* WHAT YOU ARE ASKED TO DO:
Transcribe the listing below only from the line with "to parse config" up to and including the line with "config value for".

* DATA EXCERPTS:

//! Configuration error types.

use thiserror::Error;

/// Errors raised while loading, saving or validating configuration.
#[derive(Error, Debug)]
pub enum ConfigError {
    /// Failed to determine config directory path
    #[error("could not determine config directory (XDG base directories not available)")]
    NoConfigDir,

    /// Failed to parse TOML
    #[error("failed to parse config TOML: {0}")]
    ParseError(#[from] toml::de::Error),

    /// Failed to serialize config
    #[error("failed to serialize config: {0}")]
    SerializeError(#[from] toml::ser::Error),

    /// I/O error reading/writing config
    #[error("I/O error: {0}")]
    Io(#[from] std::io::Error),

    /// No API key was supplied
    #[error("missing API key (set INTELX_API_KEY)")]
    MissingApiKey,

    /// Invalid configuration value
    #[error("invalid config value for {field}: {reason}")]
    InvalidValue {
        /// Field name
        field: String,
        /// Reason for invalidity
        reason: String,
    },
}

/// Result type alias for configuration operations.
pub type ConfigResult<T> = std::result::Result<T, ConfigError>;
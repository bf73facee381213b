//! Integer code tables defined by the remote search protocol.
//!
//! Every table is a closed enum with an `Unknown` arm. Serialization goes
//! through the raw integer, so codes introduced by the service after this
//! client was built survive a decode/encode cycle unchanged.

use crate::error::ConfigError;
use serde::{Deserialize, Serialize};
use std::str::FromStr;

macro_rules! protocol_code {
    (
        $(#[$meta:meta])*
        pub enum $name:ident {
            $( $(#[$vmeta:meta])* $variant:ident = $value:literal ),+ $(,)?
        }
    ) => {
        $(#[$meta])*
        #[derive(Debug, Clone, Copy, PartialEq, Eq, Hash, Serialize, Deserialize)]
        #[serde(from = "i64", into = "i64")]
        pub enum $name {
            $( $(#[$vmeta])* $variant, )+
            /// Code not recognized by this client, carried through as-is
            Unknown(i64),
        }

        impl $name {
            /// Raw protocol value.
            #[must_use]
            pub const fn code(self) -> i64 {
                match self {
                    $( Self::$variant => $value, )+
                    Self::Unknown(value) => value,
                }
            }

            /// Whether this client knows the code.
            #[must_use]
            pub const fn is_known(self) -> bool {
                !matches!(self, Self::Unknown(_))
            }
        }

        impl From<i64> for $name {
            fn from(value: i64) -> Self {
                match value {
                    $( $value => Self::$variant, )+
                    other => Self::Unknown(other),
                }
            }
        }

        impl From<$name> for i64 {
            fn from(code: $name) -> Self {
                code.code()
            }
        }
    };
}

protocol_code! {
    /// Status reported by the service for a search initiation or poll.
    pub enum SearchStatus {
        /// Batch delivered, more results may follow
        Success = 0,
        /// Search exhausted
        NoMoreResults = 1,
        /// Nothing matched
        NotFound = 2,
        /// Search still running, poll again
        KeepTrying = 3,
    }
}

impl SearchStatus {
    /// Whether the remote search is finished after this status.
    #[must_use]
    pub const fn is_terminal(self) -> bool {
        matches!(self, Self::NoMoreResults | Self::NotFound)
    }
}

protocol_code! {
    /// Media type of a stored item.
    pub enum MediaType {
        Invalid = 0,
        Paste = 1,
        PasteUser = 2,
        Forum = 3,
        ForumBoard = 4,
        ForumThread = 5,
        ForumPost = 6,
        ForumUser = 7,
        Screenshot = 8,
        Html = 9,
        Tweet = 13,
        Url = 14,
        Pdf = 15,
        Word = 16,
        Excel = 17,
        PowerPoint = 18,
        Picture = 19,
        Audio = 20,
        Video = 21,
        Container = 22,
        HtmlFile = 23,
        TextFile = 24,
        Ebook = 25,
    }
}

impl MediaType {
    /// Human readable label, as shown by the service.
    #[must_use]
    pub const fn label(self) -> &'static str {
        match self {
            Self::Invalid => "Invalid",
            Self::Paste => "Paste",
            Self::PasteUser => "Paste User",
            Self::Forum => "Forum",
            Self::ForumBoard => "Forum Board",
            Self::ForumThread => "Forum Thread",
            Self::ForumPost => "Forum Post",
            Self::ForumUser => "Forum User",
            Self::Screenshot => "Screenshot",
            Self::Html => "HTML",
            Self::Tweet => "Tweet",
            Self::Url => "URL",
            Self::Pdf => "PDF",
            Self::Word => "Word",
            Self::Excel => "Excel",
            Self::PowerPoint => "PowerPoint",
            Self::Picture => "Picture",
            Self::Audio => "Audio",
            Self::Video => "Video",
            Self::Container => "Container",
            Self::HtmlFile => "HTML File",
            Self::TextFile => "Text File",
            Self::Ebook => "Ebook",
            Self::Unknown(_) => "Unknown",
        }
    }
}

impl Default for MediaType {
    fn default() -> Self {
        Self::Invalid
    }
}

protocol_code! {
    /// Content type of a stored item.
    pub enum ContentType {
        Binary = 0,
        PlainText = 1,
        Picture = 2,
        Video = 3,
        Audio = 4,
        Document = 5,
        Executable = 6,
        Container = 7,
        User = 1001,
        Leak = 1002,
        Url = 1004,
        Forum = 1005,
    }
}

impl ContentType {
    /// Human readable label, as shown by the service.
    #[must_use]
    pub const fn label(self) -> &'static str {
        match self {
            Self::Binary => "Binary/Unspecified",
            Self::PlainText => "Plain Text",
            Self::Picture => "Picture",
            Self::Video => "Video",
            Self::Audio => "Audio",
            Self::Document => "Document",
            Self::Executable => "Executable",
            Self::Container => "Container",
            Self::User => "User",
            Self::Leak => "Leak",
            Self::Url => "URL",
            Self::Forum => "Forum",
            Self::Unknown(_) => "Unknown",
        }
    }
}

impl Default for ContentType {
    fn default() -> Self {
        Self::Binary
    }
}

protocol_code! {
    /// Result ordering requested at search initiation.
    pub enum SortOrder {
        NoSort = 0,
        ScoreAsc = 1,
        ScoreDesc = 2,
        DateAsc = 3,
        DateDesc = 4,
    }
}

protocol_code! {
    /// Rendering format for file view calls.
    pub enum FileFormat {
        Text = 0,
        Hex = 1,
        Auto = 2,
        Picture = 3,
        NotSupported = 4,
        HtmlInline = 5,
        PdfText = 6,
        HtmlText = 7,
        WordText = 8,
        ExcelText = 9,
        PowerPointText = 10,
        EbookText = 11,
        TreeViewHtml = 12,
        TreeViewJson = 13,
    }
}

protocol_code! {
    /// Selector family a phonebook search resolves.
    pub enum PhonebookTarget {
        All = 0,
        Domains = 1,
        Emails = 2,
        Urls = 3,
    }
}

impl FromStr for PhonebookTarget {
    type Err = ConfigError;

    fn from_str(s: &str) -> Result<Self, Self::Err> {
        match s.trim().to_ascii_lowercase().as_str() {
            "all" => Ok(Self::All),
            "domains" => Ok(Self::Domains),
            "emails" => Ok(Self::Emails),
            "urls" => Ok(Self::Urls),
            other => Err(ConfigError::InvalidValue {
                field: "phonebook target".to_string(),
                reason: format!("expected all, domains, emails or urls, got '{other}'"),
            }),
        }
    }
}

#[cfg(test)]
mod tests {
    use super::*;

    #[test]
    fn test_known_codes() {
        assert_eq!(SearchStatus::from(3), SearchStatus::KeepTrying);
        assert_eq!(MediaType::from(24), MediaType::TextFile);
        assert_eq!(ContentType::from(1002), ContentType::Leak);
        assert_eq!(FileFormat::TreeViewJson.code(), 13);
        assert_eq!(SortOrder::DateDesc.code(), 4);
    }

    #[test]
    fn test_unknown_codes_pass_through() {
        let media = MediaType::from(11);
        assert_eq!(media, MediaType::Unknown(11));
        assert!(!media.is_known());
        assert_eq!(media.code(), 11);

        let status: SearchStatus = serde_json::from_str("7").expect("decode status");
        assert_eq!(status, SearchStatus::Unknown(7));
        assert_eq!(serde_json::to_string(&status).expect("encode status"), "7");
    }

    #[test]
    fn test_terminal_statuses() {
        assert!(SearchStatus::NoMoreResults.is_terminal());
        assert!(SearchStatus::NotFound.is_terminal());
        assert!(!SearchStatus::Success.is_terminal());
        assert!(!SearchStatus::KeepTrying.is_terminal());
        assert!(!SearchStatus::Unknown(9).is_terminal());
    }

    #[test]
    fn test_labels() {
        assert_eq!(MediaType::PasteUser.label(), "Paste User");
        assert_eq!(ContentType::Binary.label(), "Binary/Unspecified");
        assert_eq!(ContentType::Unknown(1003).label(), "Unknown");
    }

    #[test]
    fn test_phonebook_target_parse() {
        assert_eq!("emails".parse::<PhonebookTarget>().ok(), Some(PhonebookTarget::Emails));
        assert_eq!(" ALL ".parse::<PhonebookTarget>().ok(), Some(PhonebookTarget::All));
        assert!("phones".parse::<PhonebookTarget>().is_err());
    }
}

* OUTPUT:
    #[error("failed to parse config TOML: {0}")]
    ParseError(#[from] toml::de::Error),

    /// Failed to serialize config
    #[error("failed to serialize config: {0}")]
    SerializeError(#[from] toml::ser::Error),

    /// I/O error reading/writing config
    #[error("I/O error: {0}")]
    Io(#[from] std::io::Error),

    /// No API key was supplied
    #[error("missing API key (set INTELX_API_KEY)")]
    MissingApiKey,

    /// Invalid configuration value
    #[error("invalid config value for {field}: {reason}")]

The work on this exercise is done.